- YOUR GOAL -
Which lines run from the line with "from status, detail" through the line with "let part = Part::bytes(image.bytes.clone())" in the entries below? Print them exactly, both ends included, and nothing more.

EXERCISE MATERIAL Block Start

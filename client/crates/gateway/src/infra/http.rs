//! HTTP Gateway Implementation
//!
//! reqwest-backed [`RemoteGateway`]. Form bodies are sent as
//! `multipart/form-data`, as the service expects.

use std::fmt;

use kernel::error::app_error::{AppError, AppResult};
use kernel::error::kind::ErrorKind;
use platform::config::ClientConfig;
use platform::http::{bearer, build_client, endpoint, error_from_response, normalize_base_url};
use platform::secret::SecretToken;
use reqwest::multipart::{Form, Part};
use reqwest::{Client, RequestBuilder, Url, header};
use serde::de::DeserializeOwned;

use crate::contract::RemoteGateway;
use crate::dto::{
    CollectionEntryDto, CollectionFilter, CollectionStatsResponse, CollectionValueResponse,
    ConfirmRequest, DiscoveryResponse, ImagePart, MessageResponse, RegisterRequest, TokenRequest,
    TokenResponse, UploadRequest, UploadResponse,
};

/// reqwest-backed gateway
///
/// Cheap to clone: the underlying client is reference counted.
#[derive(Clone)]
pub struct HttpGateway {
    client: Client,
    base_url: String,
}

impl fmt::Debug for HttpGateway {
    fn fmt(&self, f: &mut fmt::Formatter<'_>) -> fmt::Result {
        f.debug_struct("HttpGateway")
            .field("base_url", &self.base_url)
            .finish()
    }
}

impl HttpGateway {
    /// Build a gateway and its HTTP client from configuration
    pub fn new(config: &ClientConfig) -> AppResult<Self> {
        let client = build_client(config)?;
        Ok(Self {
            client,
            base_url: config.api_url.clone(),
        })
    }

    /// Wrap an existing client
    pub fn with_client(client: Client, base_url: impl AsRef<str>) -> Self {
        Self {
            client,
            base_url: normalize_base_url(base_url.as_ref()),
        }
    }

    pub fn base_url(&self) -> &str {
        &self.base_url
    }

    fn url(&self, path: &str) -> String {
        endpoint(&self.base_url, path)
    }

    fn gated(builder: RequestBuilder, token: &SecretToken) -> RequestBuilder {
        builder.header(header::AUTHORIZATION, bearer(token.expose()))
    }

    /// Send one request and decode the response
    ///
    /// ## Returns
    /// * `Ok(T)` - 2xx with a decodable body
    /// * `Err(AppError)` - transport failure (`Network`), non-2xx
    ///   (kind from status, detail from body) or undecodable body (`Server`)
    async fn execute<T>(&self, operation: &'static str, builder: RequestBuilder) -> AppResult<T>
    where
        T: DeserializeOwned,
    {
        let response = builder.send().await.map_err(|e| {
            tracing::warn!(operation, error = %e, "Request failed without a response");
            AppError::from(e)
        })?;

        let status = response.status();
        let body = response.text().await?;

        if !status.is_success() {
            let err = error_from_response(status.as_u16(), &body);
            match err.kind() {
                ErrorKind::Server => {
                    tracing::error!(operation, status = status.as_u16(), detail = err.message(), "Service error");
                }
                ErrorKind::Auth => {
                    tracing::warn!(operation, status = status.as_u16(), "Service rejected credentials");
                }
                _ => {
                    tracing::debug!(operation, status = status.as_u16(), detail = err.message(), "Service rejected request");
                }
            }
            return Err(err);
        }

        let payload = serde_json::from_str(&body).map_err(|e| {
            tracing::error!(operation, error = %e, "Undecodable response payload");
            AppError::from(e)
        })?;

        tracing::debug!(operation, status = status.as_u16(), "Request completed");
        Ok(payload)
    }
}

fn text_form(fields: Vec<(&'static str, String)>) -> Form {
    fields
        .into_iter()
        .fold(Form::new(), |form, (name, value)| form.text(name, value))
}

fn file_part(image: &ImagePart) -> AppResult<Part> {
    let part = Part::bytes(image.bytes.clone())
        .file_name(image.file_name.clone())
        .mime_str(&image.content_type)?;
    Ok(part)
}

impl RemoteGateway for HttpGateway {
    async fn discover(&self) -> AppResult<DiscoveryResponse> {
        let builder = self.client.get(self.url("/"));
        self.execute("discover", builder).await
    }

    async fn register(&self, request: &RegisterRequest) -> AppResult<MessageResponse> {
        let form = text_form(vec![
            ("email", request.email.clone()),
            ("password", request.password.expose().to_string()),
        ]);
        let builder = self.client.post(self.url("register")).multipart(form);
        self.execute("register", builder).await
    }

    async fn authenticate(&self, request: &TokenRequest) -> AppResult<TokenResponse> {
        let form = text_form(vec![
            ("username", request.username.clone()),
            ("password", request.password.expose().to_string()),
        ]);
        let builder = self.client.post(self.url("token")).multipart(form);
        self.execute("authenticate", builder).await
    }

    async fn submit_images(
        &self,
        token: &SecretToken,
        request: &UploadRequest,
    ) -> AppResult<UploadResponse> {
        let form = Form::new()
            .part("recto", file_part(&request.recto)?)
            .part("verso", file_part(&request.verso)?);

        tracing::debug!(
            recto_bytes = request.recto.bytes.len(),
            verso_bytes = request.verso.bytes.len(),
            "Uploading card images"
        );

        let builder = Self::gated(self.client.post(self.url("upload")), token).multipart(form);
        self.execute("submit_images", builder).await
    }

    async fn confirm_draft(
        &self,
        token: &SecretToken,
        request: &ConfirmRequest,
    ) -> AppResult<MessageResponse> {
        let form = text_form(request.form_fields());
        let builder = Self::gated(self.client.post(self.url("confirm")), token).multipart(form);
        self.execute("confirm_draft", builder).await
    }

    async fn list_collection(
        &self,
        token: &SecretToken,
        filter: &CollectionFilter,
    ) -> AppResult<Vec<CollectionEntryDto>> {
        let url = Url::parse_with_params(&self.url("collection/list"), filter.query_pairs())
            .map_err(|e| AppError::validation(format!("Invalid collection URL: {}", e)))?;
        let builder = Self::gated(self.client.get(url), token);
        self.execute("list_collection", builder).await
    }

    async fn collection_value(&self, token: &SecretToken) -> AppResult<CollectionValueResponse> {
        let builder = Self::gated(self.client.get(self.url("collection/value")), token);
        self.execute("collection_value", builder).await
    }

    async fn collection_stats(&self, token: &SecretToken) -> AppResult<CollectionStatsResponse> {
        let builder = Self::gated(self.client.get(self.url("collection/stats")), token);
        self.execute("collection_stats", builder).await
    }
}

EXERCISE MATERIAL Block End

- RESULT OF THE EXERCISE -
    ///   (kind from status, detail from body) or undecodable body (`Server`)
    async fn execute<T>(&self, operation: &'static str, builder: RequestBuilder) -> AppResult<T>
    where
        T: DeserializeOwned,
    {
        let response = builder.send().await.map_err(|e| {
            tracing::warn!(operation, error = %e, "Request failed without a response");
            AppError::from(e)
        })?;

        let status = response.status();
        let body = response.text().await?;

        if !status.is_success() {
            let err = error_from_response(status.as_u16(), &body);
            match err.kind() {
                ErrorKind::Server => {
                    tracing::error!(operation, status = status.as_u16(), detail = err.message(), "Service error");
                }
                ErrorKind::Auth => {
                    tracing::warn!(operation, status = status.as_u16(), "Service rejected credentials");
                }
                _ => {
                    tracing::debug!(operation, status = status.as_u16(), detail = err.message(), "Service rejected request");
                }
            }
            return Err(err);
        }

        let payload = serde_json::from_str(&body).map_err(|e| {
            tracing::error!(operation, error = %e, "Undecodable response payload");
            AppError::from(e)
        })?;

        tracing::debug!(operation, status = status.as_u16(), "Request completed");
        Ok(payload)
    }
}

fn text_form(fields: Vec<(&'static str, String)>) -> Form {
    fields
        .into_iter()
        .fold(Form::new(), |form, (name, value)| form.text(name, value))
}

fn file_part(image: &ImagePart) -> AppResult<Part> {
    let part = Part::bytes(image.bytes.clone())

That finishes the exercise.